Crafting offers hundreds, if not thousands, of combos and schematics to discover. Sophisticated base building lets players construct elaborate compounds and settlements.
Harsh environments have moved towards realistically simulated ecosystems and dynamic weather.
Multiplayer integration has also grown into a prominent feature of recent survival games. Shared world experiences with friends can amplify the highs and lows inherent to survival gameplay.
But open PvP servers also inject wariness about other players. Titles like Rust and Ark: Survival Evolved have leaned into emergent player-driven storytelling.
Meanwhile, storytelling has also become more common in survival games. Games like The Forest and Green Hell include storylines to discover, while Subnautica and The Long Dark reveal story elements through exploration.
Now, survival games blend mystery, adventure, and horror, adding more layers to the survival experience.
Survival Games’ Influence on Other Genres
Survival mechanics were once the domain of a niche category. But they have steadily bled into all corners of the gaming landscape, becoming entangled with other major genres.
Survival games have mainly influenced horror games, especially during the survival boom of the 2010s.
Mainstream horror series like Resident Evil, The Evil Within, and Dead Space incorporated limited resources and more evasive combat, which made them even scarier.
On the indie side, games like Darkwood and Sylvio emphasized resource management alongside horror elements to add tension.
Elements of survival problem-solving have also appeared in adventure games like fire propagation in The Legend of Zelda: Breath of the Wild. Turn-based tactics games now use permadeath and procedural elements similar to survival roguelikes.
Even blockbuster open-world RPGs like Fallout: New Vegas have integrated survival modes that add needs like hunger, thirst, and sleep to enhance realism.
Survival mechanics have also impacted multiplayer genres in exciting ways. The rise of evolution-based games like Rust influenced social dynamics in games like Among Us.

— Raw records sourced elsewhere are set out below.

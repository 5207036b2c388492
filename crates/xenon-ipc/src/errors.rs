//! Error types for the transport and the protocol client.

use std::fmt;
use std::io;

use camino::Utf8PathBuf;
use thiserror::Error;

/// Direction of the socket operation that failed.
#[derive(Debug, Clone, Copy, PartialEq, Eq)]
pub enum IoOperation {
    /// Sending the request.
    Write,
    /// Receiving the response.
    Read,
}

impl fmt::Display for IoOperation {
    fn fmt(&self, f: &mut fmt::Formatter<'_>) -> fmt::Result {
        match self {
            Self::Write => write!(f, "write"),
            Self::Read => write!(f, "read"),
        }
    }
}

/// Failures of a single request/response exchange.
#[derive(Debug, Error)]
pub enum TransportError {
    /// The socket could not be opened or connected.
    #[error("failed to connect to daemon socket {path}: {source}")]
    Connect {
        /// Socket path that was dialled.
        path: Utf8PathBuf,
        /// Underlying I/O error.
        #[source]
        source: io::Error,
    },
    /// The write or the read exceeded its bound.
    #[error("daemon {operation} timed out after {timeout_ms} ms")]
    Timeout {
        /// Operation that ran out of time.
        operation: IoOperation,
        /// Configured bound in milliseconds.
        timeout_ms: u64,
    },
    /// Any other send or receive failure.
    #[error("daemon {operation} failed: {source}")]
    Io {
        /// Operation that failed.
        operation: IoOperation,
        /// Underlying I/O error.
        #[source]
        source: io::Error,
    },
}

impl TransportError {
    /// Returns true when nothing is listening on the socket path.
    ///
    /// Connection-refused and socket-not-found errors typically mean the
    /// daemon process is not running at all, as opposed to being wedged.
    #[must_use]
    pub fn is_not_listening(&self) -> bool {
        match self {
            Self::Connect { source, .. } => matches!(
                source.kind(),
                io::ErrorKind::ConnectionRefused
                    | io::ErrorKind::NotFound
                    | io::ErrorKind::AddrNotAvailable
            ),
            Self::Timeout { .. } | Self::Io { .. } => false,
        }
    }
}

/// Failures surfaced by [`crate::DaemonClient`].
#[derive(Debug, Error)]
pub enum ClientError {
    /// The exchange with the daemon failed; no partial result is reported.
    #[error("daemon unavailable: {0}")]
    DaemonUnavailable(#[source] TransportError),
}

impl ClientError {
    /// Transport failure behind the error.
    #[must_use]
    pub const fn transport(&self) -> &TransportError {
        match self {
            Self::DaemonUnavailable(source) => source,
        }
    }
}

impl From<TransportError> for ClientError {
    fn from(source: TransportError) -> Self {
        Self::DaemonUnavailable(source)
    }
}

And most notably, the hugely influential battle royale genre descended directly from survival gaming DNA.
Titles like PlayerUnknown’s Battlegrounds and Fortnite adapted the search for weapons and gear, ever-shrinking safe zones, and player elimination of early “Hunger Games” mods for Minecraft and ARMA 2.
The Future of Survival Games
Today, survival games sit among gaming’s most popular genres. They’ve come a long way from their humble beginnings. So where might this genre go next?
Many new survival games today are heading toward more realistic and detailed survival simulations. Games like SCUM (2018) model complex needs like nutrition and vitamins.
The Long Dark (2017) realistically simulates cold weather survival. Thus, future games will likely find new ways to bring real-world survival challenges into gameplay.
The other major trend is the continued expansion of multiplayer survival games. Huge, persistent worlds that evolve based on players’ collective actions are becoming more common.
The future might bring enormous online coop survival games with thousands of players interacting on shared servers.
New survival games are set to keep thriving. New gaming technology will enable even deeper immersion and realism for players.
Exciting innovations are indeed ahead as game developers find new ways to challenge our survival skills. But the core appeal remains the same – overcoming the odds and pushing the limits of our endurance.
Conclusion
Survival games have come a long way—from simple text-based adventures in the 1970s and 80s to today’s detailed 3D worlds.
The genre has continued growing well beyond its niche origins to become a staple of modern gaming.
By understanding where it began and how it evolved across decades, game developers and video game publishers can appreciate why specific themes and mechanics deeply appeal to players on such an instinctual level.